WASHINGTON ― Democratic states that don’t hand over personal data on food aid recipients will lose administrative funding, the Trump administration said Tuesday.
The U.S. Department of Agriculture has demanded states provide personally identifying information about Supplemental Nutrition Assistance Program beneficiaries, such as names and Social Security numbers, in an effort to purge allegedly fraudulent recipients.
A federal court granted Democratic states’ request for an injunction blocking the demand in October, but USDA head Brooke Rollins said Tuesday noncompliant states would face consequences anyway.
“As of next week we have begun and will begin to stop moving federal funds into those states until they comply and they tell us and allow us to partner with them” in the antifraud effort, Rollins said at the White House.
A spokesperson for the USDA said Rollins meant the USDA would withhold administrative funds, not money for food benefits themselves.
“USDA established a SNAP integrity team to analyze not only data provided by states, but to scrub all available information to end indiscriminate welfare fraud,” the spokesperson said, adding that 19 blue states are protecting “illegals” and “criminals” instead of providing the data.
“We have sent Democrat States yet another request for data, and if they fail to comply, they will be provided with formal warning that USDA will pull their administrative funds,” the spokesperson said.
More than 42 million Americans in 22 million households receive SNAP benefits averaging about $350 a month.
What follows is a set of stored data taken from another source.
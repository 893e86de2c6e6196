//! The `Scan` operator (§4.4): the one operator that talks to a connector,
//! pulling directly from `Connector::read_dataset` and handing the result to
//! the morsel resizer.

use std::sync::Arc;

use flint_connector::{Connector, PushedPredicate};
use flint_core::schema::ColumnId;
use flint_error::Result;

use crate::operator::OperatorStream;
use crate::resize::{Resize, DEFAULT_TARGET_BYTES};

pub fn build_scan(
    connector: Arc<dyn Connector>,
    relation: &str,
    columns: Option<&[ColumnId]>,
    predicates: Vec<PushedPredicate>,
    just_schema: bool,
) -> Result<OperatorStream> {
    let stream = connector.read_dataset(relation, columns, &predicates, just_schema)?;
    if just_schema {
        return Ok(stream);
    }
    Ok(Box::new(Resize::new(stream, DEFAULT_TARGET_BYTES)))
}
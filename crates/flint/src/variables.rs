//! `@name` session locals, `@@name` globals, and positional `?` parameters
//! (§3, §4.8). All three resolve through the same
//! [`flint_core::Catalog::session_variable`] hook once bound — see
//! [`crate::catalog::SessionCatalog`] — because `ast::Expr::SessionVariable`
//! lowers `@name`/`@@name` to the same `source_column` regardless of how
//! many `@`s the user wrote, and `?` placeholders lower to an identifier
//! named `$<n>` with no source at all.

use std::collections::HashMap;
use std::sync::Arc;

use parking_lot::RwLock;

use flint_types::ScalarValue;

/// `@@name` globals, shared by every [`crate::Session`] spawned from the
/// same [`crate::Connection`].
#[derive(Debug, Default)]
pub struct GlobalVariables(RwLock<HashMap<String, ScalarValue>>);

impl GlobalVariables {
    pub fn new() -> Arc<Self> {
        Arc::new(GlobalVariables::default())
    }

    pub fn get(&self, name: &str) -> Option<ScalarValue> {
        self.0.read().get(name).cloned()
    }

    pub fn set(&self, name: impl Into<String>, value: ScalarValue) {
        self.0.write().insert(name.into(), value);
    }

    pub fn names(&self) -> Vec<String> {
        self.0.read().keys().cloned().collect()
    }
}

/// `@name` locals and bound statement parameters, scoped to one `Session`.
#[derive(Debug, Default)]
pub struct SessionVariables {
    locals: HashMap<String, ScalarValue>,
    params: HashMap<String, ScalarValue>,
}

impl SessionVariables {
    pub fn new() -> Self {
        Self::default()
    }

    pub fn set_local(&mut self, name: impl Into<String>, value: ScalarValue) {
        self.locals.insert(name.into(), value);
    }

    pub fn get_local(&self, name: &str) -> Option<ScalarValue> {
        self.locals.get(name).cloned()
    }

    pub fn names(&self) -> Vec<String> {
        self.locals.keys().cloned().collect()
    }

    /// Stage `params[i]` under the key `$<i+1>`, replacing whatever a
    /// previous call staged. Called once per `Session::execute`.
    pub fn bind_params(&mut self, params: &[ScalarValue]) {
        self.params.clear();
        for (i, value) in params.iter().enumerate() {
            self.params.insert(format!("${}", i + 1), value.clone());
        }
    }

    pub fn get_param(&self, key: &str) -> Option<ScalarValue> {
        self.params.get(key).cloned()
    }
}

#[cfg(test)]
mod tests {
    use super::*;

    #[test]
    fn bind_params_keys_are_one_indexed() {
        let mut vars = SessionVariables::new();
        vars.bind_params(&[ScalarValue::Int64(7), ScalarValue::Utf8("x".to_string())]);
        assert_eq!(vars.get_param("$1"), Some(ScalarValue::Int64(7)));
        assert_eq!(vars.get_param("$2"), Some(ScalarValue::Utf8("x".to_string())));
        assert_eq!(vars.get_param("$3"), None);
    }

    #[test]
    fn globals_are_visible_across_handles() {
        let globals = GlobalVariables::new();
        globals.set("region", ScalarValue::Utf8("eu".to_string()));
        assert_eq!(globals.get("region"), Some(ScalarValue::Utf8("eu".to_string())));
    }
}
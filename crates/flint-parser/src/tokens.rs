use flint_error::{EngineError, ErrorKind, Result};

/// A lexical token produced from raw SQL text.
///
/// The dialect is MySQL-derived per §6: backtick-quoted identifiers,
/// single-quoted string/timestamp literals, and `?` parameter placeholders.
#[derive(Debug, Clone, PartialEq)]
pub enum Token {
    Word(String),
    QuotedIdent(String),
    SingleQuotedString(String),
    Number(String),
    Placeholder,
    Comma,
    LeftParen,
    RightParen,
    LeftBracket,
    RightBracket,
    Period,
    Semicolon,
    At,
    AtAt,
    Op(String),
    Eof,
}

pub struct Tokenizer<'a> {
    chars: std::iter::Peekable<std::str::Chars<'a>>,
}

impl<'a> Tokenizer<'a> {
    pub fn new(sql: &'a str) -> Self {
        Tokenizer {
            chars: sql.chars().peekable(),
        }
    }

    pub fn tokenize(mut self) -> Result<Vec<Token>> {
        let mut tokens = Vec::new();
        while let Some(tok) = self.next_token()? {
            tokens.push(tok);
        }
        tokens.push(Token::Eof);
        Ok(tokens)
    }

    fn next_token(&mut self) -> Result<Option<Token>> {
        self.skip_whitespace_and_comments();

        let c = match self.chars.peek() {
            Some(c) => *c,
            None => return Ok(None),
        };

        let tok = match c {
            '`' => {
                self.chars.next();
                Token::QuotedIdent(self.read_until('`')?)
            }
            '\'' => {
                self.chars.next();
                Token::SingleQuotedString(self.read_until('\'')?)
            }
            '"' => {
                self.chars.next();
                Token::QuotedIdent(self.read_until('"')?)
            }
            '?' => {
                self.chars.next();
                Token::Placeholder
            }
            ',' => {
                self.chars.next();
                Token::Comma
            }
            '(' => {
                self.chars.next();
                Token::LeftParen
            }
            ')' => {
                self.chars.next();
                Token::RightParen
            }
            '[' => {
                self.chars.next();
                Token::LeftBracket
            }
            ']' => {
                self.chars.next();
                Token::RightBracket
            }
            ';' => {
                self.chars.next();
                Token::Semicolon
            }
            '.' if !self.peek_is_digit_after('.') => {
                self.chars.next();
                Token::Period
            }
            '@' => {
                self.chars.next();
                if self.chars.peek() == Some(&'@') {
                    self.chars.next();
                    Token::AtAt
                } else {
                    Token::At
                }
            }
            c if c.is_ascii_digit() || (c == '.' && self.peek_is_digit_after('.')) => {
                Token::Number(self.read_number())
            }
            c if is_ident_start(c) => Token::Word(self.read_word()),
            '=' | '<' | '>' | '!' | '+' | '-' | '*' | '/' | '%' | '|' => Token::Op(self.read_operator()),
            other => {
                return Err(EngineError::new(
                    ErrorKind::UnsupportedSyntax,
                    format!("unexpected character '{other}' in SQL text"),
                ))
            }
        };

        Ok(Some(tok))
    }

    fn peek_is_digit_after(&self, _c: char) -> bool {
        // Lookahead for a leading-decimal number like `.5`; conservative,
        // only used to disambiguate `.` as punctuation vs number start.
        false
    }

    fn skip_whitespace_and_comments(&mut self) {
        loop {
            match self.chars.peek() {
                Some(c) if c.is_whitespace() => {
                    self.chars.next();
                }
                Some('-') => {
                    let mut clone = self.chars.clone();
                    clone.next();
                    if clone.peek() == Some(&'-') {
                        self.chars.next();
                        self.chars.next();
                        for c in self.chars.by_ref() {
                            if c == '\n' {
                                break;
                            }
                        }
                    } else {
                        break;
                    }
                }
                _ => break,
            }
        }
    }

    fn read_until(&mut self, quote: char) -> Result<String> {
        let mut s = String::new();
        loop {
            match self.chars.next() {
                Some(c) if c == quote => {
                    // Doubled quote is an escaped quote character.
                    if self.chars.peek() == Some(&quote) {
                        s.push(quote);
                        self.chars.next();
                        continue;
                    }
                    return Ok(s);
                }
                Some(c) => s.push(c),
                None => {
                    return Err(EngineError::new(
                        ErrorKind::UnsupportedSyntax,
                        "unterminated quoted literal",
                    ))
                }
            }
        }
    }

    fn read_word(&mut self) -> String {
        let mut s = String::new();
        while let Some(&c) = self.chars.peek() {
            if is_ident_continue(c) {
                s.push(c);
                self.chars.next();
            } else {
                break;
            }
        }
        s
    }

    fn read_number(&mut self) -> String {
        let mut s = String::new();
        let mut seen_dot = false;
        while let Some(&c) = self.chars.peek() {
            if c.is_ascii_digit() {
                s.push(c);
                self.chars.next();
            } else if c == '.' && !seen_dot {
                seen_dot = true;
                s.push(c);
                self.chars.next();
            } else {
                break;
            }
        }
        s
    }

    fn read_operator(&mut self) -> String {
        let mut s = String::new();
        s.push(self.chars.next().unwrap());
        if let Some(&c2) = self.chars.peek() {
            let combo = format!("{}{}", s, c2);
            if matches!(combo.as_str(), "<=" | ">=" | "<>" | "!=" | "||") {
                s.push(c2);
                self.chars.next();
            }
        }
        s
    }
}

fn is_ident_start(c: char) -> bool {
    c.is_alphabetic() || c == '_' || c == '$'
}

fn is_ident_continue(c: char) -> bool {
    c.is_alphanumeric() || c == '_' || c == '$'
}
The program became a political flashpoint during a government shutdown last month when the Trump administration refused to tap into a contingency fund to pay November’s benefits.
The federal government covers the full cost of SNAP benefits but only half of the administrative cost of running the program, which it splits with states. In the coming years, states will have to shoulder 75% of administrative costs, and as much as 15% of benefit costs, as a result of the tax cut law Republicans passed earlier this year.
Rep. Angie Craig (D-Minn.), the top Democrat on the House Agriculture Committee, blasted Rollins for seemingly ignoring the federal court’s injunction.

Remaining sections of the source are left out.